(Beginning of TASK INPUTS)

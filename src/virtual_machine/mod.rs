//! The Supernova virtual machine: a 64-bit RISC-style register machine.
//!
//! One emulated [`Thread`](thread::Thread) executes fixed-width 64-bit
//! instructions over a linear byte-addressable memory, with CPU-like fault
//! semantics (normal -> fault -> double fault -> triple fault) delivered
//! through an in-memory interrupt vector. Guest programs arrive as image
//! files materialised by the [`image`] loader.
//!
//! # Architecture
//!
//! - **Registers**: sixteen 64-bit registers, `r0` hardwired to zero
//! - **Instruction format**: three fixed 64-bit encodings (R, S, L)
//! - **Execution model**: straight interpretation, one thread per executor
//!
//! # Modules
//!
//! - [`isa`]: opcode table and encoding formats
//! - [`instruction`]: the R/S/L instruction views
//! - [`thread`]: thread state, model descriptor, fault and signal enums
//! - [`vm`]: memory access, processor calls, and the execution loop
//! - [`image`]: executable image format and loader
//! - [`errors`]: loader error taxonomy

pub mod errors;
pub mod image;
pub mod instruction;
pub mod isa;
mod isa_static_check;
pub mod thread;
pub mod vm;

(End of TASK INPUTS)

EXERCISE DIRECTIONS:
Reproduce the line containing "pub mod instruction;" and every line after it. Stop at the last line of the records, and add nothing.

SOLUTION FOR THIS TASK:
pub mod instruction;
pub mod isa;
mod isa_static_check;
pub mod thread;
pub mod vm;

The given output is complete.